SVMの結果を比較してみた
SVMの結果についてカーネルを
'linear' 'rbf' 'poly' 'sigmoid'
として比較してみた。
その結果、スコアは '0.814' '0.826' '0.808' '0.687' となった。カーネルが'rbf'のときがもっとも良いスコアが得られた、一方'sigmoid'が圧倒的に悪い結果となってしまった。
import pandas as pd
from sklearn.preprocessing import StandardScaler
from sklearn.svm import SVC
train_data_path = '../data/train_data.csv'
train_data = pd.read_csv(train_data_path)
x_train = train_data.drop(['id', 'y'], axis=1)
y_train = train_data['y']
scaler = StandardScaler()
scaler.fit(x_train)
x_train_scaled = scaler.transform(x_train)

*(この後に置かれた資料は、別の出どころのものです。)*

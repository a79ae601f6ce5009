//! Shared fixtures for the HTTP tests: an in-memory database, cheap KDF
//! parameters and a mailer that records instead of sending.

#![allow(dead_code)]

use std::sync::{Arc, Mutex};
use std::time::Duration;

use async_trait::async_trait;
use axum::{
    Router,
    body::Body,
    http::{Request, StatusCode, header},
};
use base64::{Engine as _, engine::general_purpose::STANDARD as BASE64};
use serde_json::{Value, json};
use tower::ServiceExt;

use buddy_api::config::{MailConfig, TokenConfig};
use buddy_api::mailer::Mailer;
use buddy_api::{AppState, AppStateInner, Config};
use buddy_crypto::CredentialConfig;
use buddy_db::Database;
use buddy_db::models::{NewUserRow, UnnotifiedGroup};
use buddy_types::models::{Gender, Role};

pub const PASSWORD: &str = "correct horse battery";
pub const JSON_API: &str = "application/vnd.api+json";

#[derive(Default)]
pub struct RecordingMailer {
    /// (email, username, code)
    pub verifications: Mutex<Vec<(String, String, String)>>,
    pub notifications: Mutex<Vec<UnnotifiedGroup>>,
    /// Receivers whose notification should fail.
    pub failing: Mutex<Vec<String>>,
}

#[async_trait]
impl Mailer for RecordingMailer {
    async fn send_verification_email(
        &self,
        email: &str,
        username: &str,
        code: &str,
    ) -> anyhow::Result<()> {
        self.verifications
            .lock()
            .unwrap()
            .push((email.into(), username.into(), code.into()));
        Ok(())
    }

    async fn send_message_notification(&self, group: &UnnotifiedGroup) -> anyhow::Result<()> {
        if self.failing.lock().unwrap().contains(&group.receiver) {
            anyhow::bail!("mailbox unavailable");
        }
        self.notifications.lock().unwrap().push(group.clone());
        Ok(())
    }
}

pub struct TestApp {
    pub state: AppState,
    pub mailer: Arc<RecordingMailer>,
    router: Router,
}

pub fn config() -> Config {
    Config {
        token: TokenConfig {
            secret: "integration-test-secret".into(),
            expiration: Duration::from_secs(7 * 24 * 3600),
            admin_expiration: Duration::from_secs(3600),
        },
        credentials: CredentialConfig {
            iterations: 1,
            memory_kib: 64,
        },
        email_code_expiration: Duration::from_secs(2 * 3600),
        db_path: ":memory:".into(),
        host: "127.0.0.1".into(),
        port: 0,
        notify_interval: Duration::from_secs(300),
        mail: MailConfig {
            smtp_host: None,
            smtp_port: 25,
            from: "info@buddybrno.cz".into(),
            app_url: "http://localhost:8080".into(),
        },
    }
}

impl TestApp {
    pub fn new() -> Self {
        let mailer = Arc::new(RecordingMailer::default());
        let db = Database::open_in_memory().unwrap();
        let state: AppState = Arc::new(AppStateInner::new(db, config(), mailer.clone()));
        let router = buddy_api::router(state.clone());
        Self {
            state,
            mailer,
            router,
        }
    }

    pub async fn send(&self, request: Request<Body>) -> (StatusCode, Value) {
        let response = self.router.clone().oneshot(request).await.unwrap();
        let status = response.status();
        let bytes = axum::body::to_bytes(response.into_body(), usize::MAX)
            .await
            .unwrap();
        let body = if bytes.is_empty() {
            Value::Null
        } else {
            serde_json::from_slice(&bytes).unwrap()
        };
        (status, body)
    }

    /// Insert a user directly. `verified` users are also available.
    pub fn user(&self, username: &str, role: Role, verified: bool) {
        let now = chrono::Utc::now().timestamp_millis();
        let credentials = &self.state.credentials;
        let row = NewUserRow {
            username: username.into(),
            temporary_email: format!("{username}@example.com"),
            role,
            given_name: format!("Given {username}"),
            family_name: format!("Family {username}"),
            gender: Gender::Female,
            birthday: now - 25 * buddy_db::YEAR_MS,
            password: credentials.hash(PASSWORD).unwrap(),
            email_code: credentials.hash("0123456789abcdef0123456789abcdef").unwrap(),
            email_code_expire: now + 7_200_000,
            created: now,
        };
        self.state.db.create_user(&row).unwrap();
        if verified {
            self.state.db.finalize_email_verification(username).unwrap();
            self.state.db.update_available(username, true).unwrap();
        }
    }

    pub fn active_buddy(&self, username: &str) {
        self.user(username, Role::Buddy, true);
        self.state.db.update_active(username, true).unwrap();
    }

    pub fn comer(&self, username: &str) {
        self.user(username, Role::Comer, true);
    }

    pub fn admin(&self, username: &str) {
        self.user(username, Role::Comer, true);
        self.state.db.update_admin(username, true).unwrap();
    }

    /// A regular token obtained through `GET /auth/token`.
    pub async fn login(&self, username: &str) -> String {
        self.token("/auth/token", username).await
    }

    pub async fn login_admin(&self, username: &str) -> String {
        self.token("/auth/token/admin", username).await
    }

    async fn token(&self, uri: &str, username: &str) -> String {
        let (status, body) = self.send(basic(uri, username, PASSWORD)).await;
        assert_eq!(status, StatusCode::OK, "{body}");
        body["meta"]["token"].as_str().unwrap().to_string()
    }
}

pub fn basic(uri: &str, username: &str, password: &str) -> Request<Body> {
    let credentials = BASE64.encode(format!("{username}:{password}"));
    Request::get(uri)
        .header(header::AUTHORIZATION, format!("Basic {credentials}"))
        .body(Body::empty())
        .unwrap()
}

pub fn get(uri: &str, token: Option<&str>) -> Request<Body> {
    request("GET", uri, token, None)
}

pub fn request(method: &str, uri: &str, token: Option<&str>, body: Option<Value>) -> Request<Body> {
    let mut builder = Request::builder()
        .method(method)
        .uri(uri)
        .header(header::CONTENT_TYPE, JSON_API);
    if let Some(token) = token {
        builder = builder.header(header::AUTHORIZATION, format!("Bearer {token}"));
    }
    match body {
        Some(json) => builder
            .body(Body::from(serde_json::to_vec(&json).unwrap()))
            .unwrap(),
        None => builder.body(Body::empty()).unwrap(),
    }
}

pub fn message(receiver: &str, body: &str) -> Value {
    json!({
        "data": {
            "type": "messages",
            "attributes": { "body": body },
            "relationships": {
                "receiver": { "data": { "type": "users", "id": receiver } }
            }
        }
    })
}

svm_linear = SVC(kernel='linear')
svm_linear.fit(x_train_scaled, y_train)
svm_rbf = SVC(kernel='rbf')
svm_rbf.fit(x_train_scaled, y_train)
svm_poly = SVC(kernel='poly')
svm_poly.fit(x_train_scaled, y_train)
svm_sigmoid = SVC(kernel='sigmoid')
svm_sigmoid.fit(x_train_scaled, y_train)
test_data_path = '../data/test_data.csv'
test_data = pd.read_csv(test_data_path)
x_test = test_data.drop('ID', axis=1)
scaler = StandardScaler()
scaler.fit(x_test)
x_test_scaled = scaler.transform(x_test)
pred_linear = svm_linear.predict(x_test_scaled)
pred_liner_df = pd.DataFrame({'Y' : pred_linear})
output_path = '../output/pred_liner.csv'
pred_liner_df.to_csv(output_path)
pred_rbf = svm_rbf.predict(x_test_scaled)
pred_rbf_df = pd.DataFrame({'Y' : pred_rbf})
output_path = '../output/pred_rbf.csv'
pred_rbf_df.to_csv(output_path)
pred_poly = svm_poly.predict(x_test_scaled)
pred_poly_df = pd.DataFrame({'Y' : pred_poly})
output_path = '../output/pred_poly.csv'
pred_poly_df.to_csv(output_path)
pred_sigmoid = svm_sigmoid.predict(x_test_scaled)
pred_sigmoid_df = pd.DataFrame({'Y' : pred_sigmoid})
output_path = '../output/pred_sigmoid.csv'
pred_sigmoid_df.to_csv(output_path)